Quadcap Embeddable Database

Quadcap Software

Frequently Asked Questions

How do I create a database?
 

Simply open a connection, using a JDBC URL which specifies a local path. To create a database in /tmp named myDatabase, attach to the following JDBC URL:

	  jdbc:qed:/tmp/myDatabase;create=true
	

For example:

import java.sql.Connection;
import java.sql.Driver;
import java.sql.DriverManager;

public class Faq1 {
    static {
        Class.forName("com.quadcap.jdbc.JdbcDriver");
    }

    /**
    * Create the database /tmp/myDatabase
    */
    public static void main(String[] args) {
        String url = "jdbc:qed:/tmp/myDatabase";
        Driver driver = DriverManager.getDriver(url);
        Connection conn = driver.connect(url, new Properties());
        conn.close();
    }
}
	  

What's the 'logger' parameter in the JDBC url?
 

QED supports a pluggable logger architecture.

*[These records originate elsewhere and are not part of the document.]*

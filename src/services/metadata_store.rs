//! SQLite-backed metadata store for image records.
//!
//! Each operation is a single statement against the shared pool, so
//! connection and transaction scope never leak to callers.

use crate::models::image_record::{ImageRecord, NewImage, SortOrder};
use sqlx::SqlitePool;
use std::sync::Arc;
use tracing::debug;

const SCHEMA: &str = include_str!("../../migrations/0001_init.sql");

#[derive(Clone)]
pub struct MetadataStore {
    /// Shared SQLite connection pool.
    pub db: Arc<SqlitePool>,
}

impl MetadataStore {
    pub fn new(db: Arc<SqlitePool>) -> Self {
        Self { db }
    }

    /// Apply the embedded schema. Every statement is idempotent.
    pub async fn migrate(&self) -> Result<(), sqlx::Error> {
        let statements = SCHEMA
            .split(';')
            .map(str::trim)
            .filter(|s| !s.is_empty())
            .collect::<Vec<_>>();

        debug!("Running {} migration statements", statements.len());
        for stmt in statements {
            sqlx::query(stmt).execute(&*self.db).await?;
        }
        Ok(())
    }

    /// Round-trip a trivial query to prove the store is reachable.
    pub async fn ping(&self) -> Result<(), sqlx::Error> {
        sqlx::query_scalar::<_, i64>("SELECT 1")
            .fetch_one(&*self.db)
            .await
            .map(|_| ())
    }

    /// Insert a record; the store assigns `id` and `upload_time`.
    pub async fn insert(&self, image: &NewImage) -> Result<ImageRecord, sqlx::Error> {
        sqlx::query_as::<_, ImageRecord>(
            "INSERT INTO images (filename, original_name, size, file_type)
             VALUES (?, ?, ?, ?)
             RETURNING id, filename, original_name, size, file_type, upload_time",
        )
        .bind(&image.filename)
        .bind(&image.original_name)
        .bind(image.size)
        .bind(&image.file_type)
        .fetch_one(&*self.db)
        .await
    }

    /// Fetch one page ordered by upload time, together with the total row count.
    ///
    /// The count and the page are separate statements; a concurrent insert or
    /// delete between them can leave the count stale.
    pub async fn query_page(
        &self,
        limit: i64,
        offset: i64,
        order: SortOrder,
    ) -> Result<(Vec<ImageRecord>, i64), sqlx::Error> {
        let total = sqlx::query_scalar::<_, i64>("SELECT COUNT(*) FROM images")
            .fetch_one(&*self.db)
            .await?;

        let sql = format!(
            "SELECT id, filename, original_name, size, file_type, upload_time
             FROM images
             ORDER BY upload_time {dir}, id {dir}
             LIMIT ? OFFSET ?",
            dir = order.as_sql()
        );
        let records = sqlx::query_as::<_, ImageRecord>(&sql)
            .bind(limit)
            .bind(offset)
            .fetch_all(&*self.db)
            .await?;

        Ok((records, total))
    }

    /// Delete a record and return its blob filename, or `None` if no row matched.
    pub async fn delete_by_id(&self, id: i64) -> Result<Option<String>, sqlx::Error> {
        sqlx::query_scalar::<_, String>("DELETE FROM images WHERE id = ? RETURNING filename")
            .bind(id)
            .fetch_optional(&*self.db)
            .await
    }
}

You can select the logger if you're the first connection to the database (!), by specifying a connection property, for example:

jdbc:qed:/tmp/myDatabase;logger=0
	

Three loggers are currently available, named '0', '1', and '2'. Very clever, eh? Here's what the different loggers do:

QED Loggers
Logger 0 This logger does nothing. Yes, nothing. This is the logger to use for batch bulk database building operations, where the operation either succeeds completely or it fails; no rollback or recovery is necessary.
Logger 1 This logger uses a separate thread to perform the actual logging function, as well as recovery and rollback operations.
Logger 2 This logger performs all logging operations synchronously. In my tests, this is the fastest logger which supports rollback and recovery. This is the default logger.
What are the database size limits?
 

Architecturally, there are very few limits:

QED Database Limits
Max file size 32K pages: 2 ^ 59 bytes. 8K pages: 2 ^ 57 bytes. The physical data file is accessed using a page/segment mechanism which permits (2 ^ 44) blocks, with a maximum block size of 32K bytes, for a theoretical limit of about 576,460 T bytes.
Max rows 2 ^ 64 (Row identifiers are 64 bits)
Max columns 2 ^ 32 (column indexes are 32 bites)
Max row size 2 ^ 32 bytes. Each row must fit into memory, including all of its data for each non-BLOB columns.
Max BLOB size 2 ^ 32 bytes
How do I connect to a QED database on a remote machine?
 

QED can be used with RmiJdbc. This allows you to run a stub server on one machine, linked to QED "native" on that machine, and then use RmiJdbc client stubs on the client nodes. Performance is quite a bit less this way than with QED directly embedded, but it is a true client-server JDBC architecture.